Requirement >> Scan the listing below for the word "Graphics", then copy each line that has it.

Dataset content >>
/// Everything `D3D12SerializeRootSignature` needs
#[derive(Debug, Clone, PartialEq, Eq, Hash)]
pub struct RootSignatureKey {
    pub name: String,
    pub flags: u32,
    pub parameters: Vec<RootParameterKey>,
    pub static_samplers: Vec<StaticSamplerKey>,
}

pub fn translate_root_signature(desc: &RootSignatureDesc) -> Result<RootSignatureKey> {
    desc.validate()?;

    let mut parameters = Vec::with_capacity(desc.root_parameters.len());
    for parameter in &desc.root_parameters {
        let visibility = shader_visibility(parameter.visibility());
        let key = match parameter {
            RootParameter::RootConstants { register, register_space, num_32bit_constants, .. } => {
                RootParameterKey::Constants {
                    register: *register,
                    register_space: *register_space,
                    num_values: *num_32bit_constants,
                    visibility,
                }
            }
            RootParameter::RootCbv { register, register_space, .. } => RootParameterKey::Descriptor {
                parameter_type: 2,
                register: *register,
                register_space: *register_space,
                visibility,
            },
            RootParameter::RootSrv { register, register_space, .. } => RootParameterKey::Descriptor {
                parameter_type: 3,
                register: *register,
                register_space: *register_space,
                visibility,
            },
            RootParameter::RootUav { register, register_space, .. } => RootParameterKey::Descriptor {
                parameter_type: 4,
                register: *register,
                register_space: *register_space,
                visibility,
            },
            RootParameter::Table { ranges, .. } => {
                let mut keys = Vec::with_capacity(ranges.len());
                let mut offset = 0;
                for (range, base_register) in ranges.iter().zip(resolve_registers(ranges)?) {
                    keys.push(DescriptorRangeKey {
                        range_type: descriptor_range_type(range.descriptor_type.class()),
                        num_descriptors: range.num_descriptors,
                        base_register,
                        register_space: range.register_space,
                        offset,
                    });
                    offset += range.num_descriptors;
                }
                RootParameterKey::Table { ranges: keys, visibility }
            }
        };
        parameters.push(key);
    }

    let dwords: u32 = parameters.iter().map(RootParameterKey::dwords).sum();
    if dwords > MAX_ROOT_SIGNATURE_DWORDS {
        bail!(
            "root signature {} takes {dwords} DWORDs, the limit is {MAX_ROOT_SIGNATURE_DWORDS}",
            desc.name
        );
    }

    let static_samplers = desc
        .static_samplers
        .iter()
        .map(|s| StaticSamplerKey {
            sampler: SamplerKey::new(&s.sampler),
            register: s.shader_register,
            register_space: s.register_space,
            visibility: shader_visibility(s.shader_visibility),
        })
        .collect();

    Ok(RootSignatureKey {
        name: desc.name.clone(),
        flags: desc.flags.bits(),
        parameters,
        static_samplers,
    })
}

#[derive(Debug, Clone, PartialEq, Eq, Hash)]
pub struct InputElementKey {
    pub semantic_name: String,
    pub semantic_index: u32,
    pub format: u32,
    pub input_slot: u32,
    pub aligned_byte_offset: u32,
    /// 0 per vertex, 1 per instance
    pub input_slot_class: u32,
    pub instance_data_step_rate: u32,
}

#[derive(Debug, Clone, Copy, Default, PartialEq, Eq, Hash)]
pub struct RenderTargetBlendKey {
    pub blend_enable: bool,
    pub logic_op_enable: bool,
    pub src_blend: u32,
    pub dst_blend: u32,
    pub blend_op: u32,
    pub src_blend_alpha: u32,
    pub dst_blend_alpha: u32,
    pub blend_op_alpha: u32,
    pub logic_op: u32,
    pub write_mask: u8,
}

#[derive(Debug, Clone, Copy, PartialEq, Eq, Hash)]
pub struct RasterizerKey {
    pub fill_mode: u32,
    pub cull_mode: u32,
    pub front_counter_clockwise: bool,
    pub depth_bias: i32,
    pub depth_bias_clamp: u32,
    pub slope_scaled_depth_bias: u32,
    pub depth_clip_enable: bool,
    pub multisample_enable: bool,
    pub antialiased_line_enable: bool,
    pub forced_sample_count: u32,
    pub conservative: bool,
}

impl RasterizerKey {
    fn new(desc: &RasterizerStateDesc) -> Self {
        Self {
            fill_mode: match desc.fill_mode {
                FillMode::Wireframe => 2,
                FillMode::Solid => 3,
            },
            cull_mode: match desc.cull_mode {
                CullMode::None => 1,
                CullMode::Front => 2,
                CullMode::Back => 3,
            },
            front_counter_clockwise: desc.front_counter_clockwise,
            depth_bias: desc.depth_bias,
            depth_bias_clamp: desc.depth_bias_clamp.to_bits(),
            slope_scaled_depth_bias: desc.slope_scaled_depth_bias.to_bits(),
            depth_clip_enable: desc.depth_clip_enable,
            multisample_enable: desc.multisample_enable,
            antialiased_line_enable: desc.antialiased_line_enable,
            forced_sample_count: desc.forced_sample_count,
            conservative: desc.conservative_rasterization_enable,
        }
    }
}

#[derive(Debug, Clone, Copy, PartialEq, Eq, Hash)]
pub struct StencilOpKey {
    pub fail_op: u32,
    pub depth_fail_op: u32,
    pub pass_op: u32,
    pub func: u32,
}

impl StencilOpKey {
    fn new(desc: &StencilOpDesc) -> Self {
        // D3D12_STENCIL_OP starts at KEEP = 1, in the same order
        Self {
            fail_op: desc.stencil_fail_op as u32 + 1,
            depth_fail_op: desc.stencil_depth_fail_op as u32 + 1,
            pass_op: desc.stencil_pass_op as u32 + 1,
            func: comparison_func_to_d3d12(desc.stencil_func),
        }
    }
}

#[derive(Debug, Clone, Copy, PartialEq, Eq, Hash)]
pub struct DepthStencilKey {
    pub depth_enable: bool,
    pub depth_write_all: bool,
    pub depth_func: u32,
    pub stencil_enable: bool,
    pub stencil_read_mask: u8,
    pub stencil_write_mask: u8,
    pub front: StencilOpKey,
    pub back: StencilOpKey,
}
use crate::renderer::backend::dx12::device::Dx12Device;
use crate::renderer::backend::dx12::translate::{
    DepthStencilKey, PipelineKey, RasterizerKey, RenderTargetBlendKey, RootParameterKey, RootSignatureKey, SamplerKey,
    StencilOpKey, MAX_RENDER_TARGETS,
};
use crate::renderer::common::ShaderStage;
use crate::renderer::resources::shader::PipelineShaders;
use color_eyre::eyre::{bail, eyre};
use color_eyre::Result;
use std::ffi::CString;
use std::mem::ManuallyDrop;
use std::sync::Arc;
use windows::core::{Interface, PCSTR};
use windows::Win32::Foundation::BOOL;
use windows::Win32::Graphics::Direct3D::{ID3DBlob, D3D_PRIMITIVE_TOPOLOGY};
use windows::Win32::Graphics::Direct3D12::*;
use windows::Win32::Graphics::Dxgi::Common::{DXGI_FORMAT, DXGI_SAMPLE_DESC};

pub struct Dx12RootSignature {
    pub root_signature: ID3D12RootSignature,
    pub key: RootSignatureKey,
}

// Root signatures are immutable once created
unsafe impl Send for Dx12RootSignature {}
unsafe impl Sync for Dx12RootSignature {}

fn static_sampler(sampler: &SamplerKey, register: u32, register_space: u32, visibility: u32) -> D3D12_STATIC_SAMPLER_DESC {
    D3D12_STATIC_SAMPLER_DESC {
        Filter: D3D12_FILTER(sampler.filter as i32),
        AddressU: D3D12_TEXTURE_ADDRESS_MODE(sampler.address_u as i32),
        AddressV: D3D12_TEXTURE_ADDRESS_MODE(sampler.address_v as i32),
        AddressW: D3D12_TEXTURE_ADDRESS_MODE(sampler.address_w as i32),
        MipLODBias: f32::from_bits(sampler.mip_lod_bias),
        MaxAnisotropy: sampler.max_anisotropy,
        ComparisonFunc: D3D12_COMPARISON_FUNC(sampler.comparison_func as i32),
        BorderColor: D3D12_STATIC_BORDER_COLOR(sampler.static_border_color as i32),
        MinLOD: f32::from_bits(sampler.min_lod),
        MaxLOD: f32::from_bits(sampler.max_lod),
        ShaderRegister: register,
        RegisterSpace: register_space,
        ShaderVisibility: D3D12_SHADER_VISIBILITY(visibility as i32),
    }
}

fn blob_bytes(blob: &ID3DBlob) -> &[u8] {
    unsafe { std::slice::from_raw_parts(blob.GetBufferPointer() as *const u8, blob.GetBufferSize()) }
}

impl Dx12RootSignature {
    pub fn new(device: &Dx12Device, key: &RootSignatureKey) -> Result<Self> {
        // Range arrays are referenced by pointer from the parameters below
        let ranges: Vec<Vec<D3D12_DESCRIPTOR_RANGE>> = key
            .parameters
            .iter()
            .map(|parameter| match parameter {
                RootParameterKey::Table { ranges, .. } => ranges
                    .iter()
                    .map(|range| D3D12_DESCRIPTOR_RANGE {
                        RangeType: D3D12_DESCRIPTOR_RANGE_TYPE(range.range_type as i32),
                        NumDescriptors: range.num_descriptors,
                        BaseShaderRegister: range.base_register,
                        RegisterSpace: range.register_space,
                        OffsetInDescriptorsFromTableStart: range.offset,
                    })
                    .collect(),
                _ => Vec::new(),
            })
            .collect();

        let parameters: Vec<D3D12_ROOT_PARAMETER> = key
            .parameters
            .iter()
            .zip(&ranges)
            .map(|(parameter, ranges)| match parameter {
                RootParameterKey::Constants { register, register_space, num_values, visibility } => D3D12_ROOT_PARAMETER {
                    ParameterType: D3D12_ROOT_PARAMETER_TYPE_32BIT_CONSTANTS,
                    Anonymous: D3D12_ROOT_PARAMETER_0 {
                        Constants: D3D12_ROOT_CONSTANTS {
                            ShaderRegister: *register,
                            RegisterSpace: *register_space,
                            Num32BitValues: *num_values,
                        },
                    },
                    ShaderVisibility: D3D12_SHADER_VISIBILITY(*visibility as i32),
                },
                RootParameterKey::Descriptor { parameter_type, register, register_space, visibility } => D3D12_ROOT_PARAMETER {
                    ParameterType: D3D12_ROOT_PARAMETER_TYPE(*parameter_type as i32),
                    Anonymous: D3D12_ROOT_PARAMETER_0 {
                        Descriptor: D3D12_ROOT_DESCRIPTOR {
                            ShaderRegister: *register,
                            RegisterSpace: *register_space,
                        },
                    },
                    ShaderVisibility: D3D12_SHADER_VISIBILITY(*visibility as i32),
                },
                RootParameterKey::Table { visibility, .. } => D3D12_ROOT_PARAMETER {
                    ParameterType: D3D12_ROOT_PARAMETER_TYPE_DESCRIPTOR_TABLE,
                    Anonymous: D3D12_ROOT_PARAMETER_0 {
                        DescriptorTable: D3D12_ROOT_DESCRIPTOR_TABLE {
                            NumDescriptorRanges: ranges.len() as u32,
                            pDescriptorRanges: ranges.as_ptr(),
                        },
                    },
                    ShaderVisibility: D3D12_SHADER_VISIBILITY(*visibility as i32),
                },
            })
            .collect();

        let static_samplers: Vec<D3D12_STATIC_SAMPLER_DESC> = key
            .static_samplers
            .iter()
            .map(|s| static_sampler(&s.sampler, s.register, s.register_space, s.visibility))
            .collect();

        let desc = D3D12_ROOT_SIGNATURE_DESC {
            NumParameters: parameters.len() as u32,
            pParameters: parameters.as_ptr(),
            NumStaticSamplers: static_samplers.len() as u32,
            pStaticSamplers: static_samplers.as_ptr(),
            Flags: D3D12_ROOT_SIGNATURE_FLAGS(key.flags as i32),
        };

        let mut blob: Option<ID3DBlob> = None;
        let mut error: Option<ID3DBlob> = None;
        let serialized =
            unsafe { D3D12SerializeRootSignature(&desc, D3D_ROOT_SIGNATURE_VERSION_1, &mut blob, Some(&mut error as *mut _)) };
        if let Err(e) = serialized {
            let message = error
                .as_ref()
                .map(|error| String::from_utf8_lossy(blob_bytes(error)).into_owned())
                .unwrap_or_default();
            bail!("failed to serialize root signature {}: {e} {message}", key.name);
        }
        let blob = blob.ok_or_else(|| eyre!("root signature {} serialized to nothing", key.name))?;
        let root_signature: ID3D12RootSignature = unsafe { device.device.CreateRootSignature(0, blob_bytes(&blob))? };
        log::debug!("Created root signature {} ({} parameters)", key.name, key.parameters.len());

        Ok(Self {
            root_signature,
            key: key.clone(),
        })
    }
}

pub struct Dx12Pipeline {
    pub pipeline: ID3D12PipelineState,
    pub topology: D3D_PRIMITIVE_TOPOLOGY,
    pub vertex_strides: Vec<(u32, u32)>,
}

unsafe impl Send for Dx12Pipeline {}
unsafe impl Sync for Dx12Pipeline {}

fn bytecode(shaders: &PipelineShaders, stage: ShaderStage) -> D3D12_SHADER_BYTECODE {
    match shaders.stages().find(|(s, _)| *s == stage) {
        Some((_, binding)) => D3D12_SHADER_BYTECODE {
            pShaderBytecode: binding.shader.bytes.as_ptr().cast(),
            BytecodeLength: binding.shader.bytes.len(),
        },
        None => D3D12_SHADER_BYTECODE::default(),
    }
}

fn blend_desc(key: &PipelineKey) -> D3D12_BLEND_DESC {
    let target = |rt: &RenderTargetBlendKey| D3D12_RENDER_TARGET_BLEND_DESC {
        BlendEnable: BOOL::from(rt.blend_enable),
        LogicOpEnable: BOOL::from(rt.logic_op_enable),
        SrcBlend: D3D12_BLEND(rt.src_blend as i32),
        DestBlend: D3D12_BLEND(rt.dst_blend as i32),
        BlendOp: D3D12_BLEND_OP(rt.blend_op as i32),
        SrcBlendAlpha: D3D12_BLEND(rt.src_blend_alpha as i32),
        DestBlendAlpha: D3D12_BLEND(rt.dst_blend_alpha as i32),
        BlendOpAlpha: D3D12_BLEND_OP(rt.blend_op_alpha as i32),
        LogicOp: D3D12_LOGIC_OP(rt.logic_op as i32),
        RenderTargetWriteMask: rt.write_mask,
    };
    D3D12_BLEND_DESC {
        AlphaToCoverageEnable: BOOL::from(key.alpha_to_coverage),
        IndependentBlendEnable: BOOL::from(key.independent_blend),
        RenderTarget: key.blend.each_ref().map(target),
    }
}

fn rasterizer_desc(key: &RasterizerKey) -> D3D12_RASTERIZER_DESC {
    D3D12_RASTERIZER_DESC {
        FillMode: D3D12_FILL_MODE(key.fill_mode as i32),
        CullMode: D3D12_CULL_MODE(key.cull_mode as i32),
        FrontCounterClockwise: BOOL::from(key.front_counter_clockwise),
        DepthBias: key.depth_bias,
        DepthBiasClamp: f32::from_bits(key.depth_bias_clamp),
        SlopeScaledDepthBias: f32::from_bits(key.slope_scaled_depth_bias),
        DepthClipEnable: BOOL::from(key.depth_clip_enable),
        MultisampleEnable: BOOL::from(key.multisample_enable),
        AntialiasedLineEnable: BOOL::from(key.antialiased_line_enable),
        ForcedSampleCount: key.forced_sample_count,
        ConservativeRaster: if key.conservative {
            D3D12_CONSERVATIVE_RASTERIZATION_MODE_ON
        } else {
            D3D12_CONSERVATIVE_RASTERIZATION_MODE_OFF
        },
    }
}

fn depth_stencil_desc(key: &DepthStencilKey) -> D3D12_DEPTH_STENCIL_DESC {
    let face = |op: &StencilOpKey| D3D12_DEPTH_STENCILOP_DESC {
        StencilFailOp: D3D12_STENCIL_OP(op.fail_op as i32),
        StencilDepthFailOp: D3D12_STENCIL_OP(op.depth_fail_op as i32),
        StencilPassOp: D3D12_STENCIL_OP(op.pass_op as i32),
        StencilFunc: D3D12_COMPARISON_FUNC(op.func as i32),
    };
    D3D12_DEPTH_STENCIL_DESC {
        DepthEnable: BOOL::from(key.depth_enable),
        DepthWriteMask: if key.depth_write_all { D3D12_DEPTH_WRITE_MASK_ALL } else { D3D12_DEPTH_WRITE_MASK_ZERO },
        DepthFunc: D3D12_COMPARISON_FUNC(key.depth_func as i32),
        StencilEnable: BOOL::from(key.stencil_enable),
        StencilReadMask: key.stencil_read_mask,
        StencilWriteMask: key.stencil_write_mask,
        FrontFace: face(&key.front),
        BackFace: face(&key.back),
    }
}

fn rtv_formats(key: &PipelineKey) -> [DXGI_FORMAT; MAX_RENDER_TARGETS] {
    let mut formats = [DXGI_FORMAT(0); MAX_RENDER_TARGETS];
    for (slot, format) in formats.iter_mut().zip(&key.rtv_formats) {
        *slot = DXGI_FORMAT(*format as i32);
    }
    formats
}

/// One entry of a pipeline state stream, pointer aligned
#[repr(C, align(8))]
struct Subobject<T> {
    kind: D3D12_PIPELINE_STATE_SUBOBJECT_TYPE,
    data: T,
}

impl<T> Subobject<T> {
    fn new(kind: D3D12_PIPELINE_STATE_SUBOBJECT_TYPE, data: T) -> Self {
        Self { kind, data }
    }
}

#[repr(C)]
struct MeshPipelineStream {
    root_signature: Subobject<ManuallyDrop<Option<ID3D12RootSignature>>>,
    amplification: Subobject<D3D12_SHADER_BYTECODE>,
    mesh: Subobject<D3D12_SHADER_BYTECODE>,
    pixel: Subobject<D3D12_SHADER_BYTECODE>,
    blend: Subobject<D3D12_BLEND_DESC>,
    sample_mask: Subobject<u32>,
    rasterizer: Subobject<D3D12_RASTERIZER_DESC>,
    depth_stencil: Subobject<D3D12_DEPTH_STENCIL_DESC>,
    topology_type: Subobject<D3D12_PRIMITIVE_TOPOLOGY_TYPE>,
    rtv_formats: Subobject<D3D12_RT_FORMAT_ARRAY>,
    dsv_format: Subobject<DXGI_FORMAT>,
    sample_desc: Subobject<DXGI_SAMPLE_DESC>,
}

Exercise answer >>
use windows::Win32::Graphics::Direct3D::{ID3DBlob, D3D_PRIMITIVE_TOPOLOGY};
use windows::Win32::Graphics::Direct3D12::*;
use windows::Win32::Graphics::Dxgi::Common::{DXGI_FORMAT, DXGI_SAMPLE_DESC};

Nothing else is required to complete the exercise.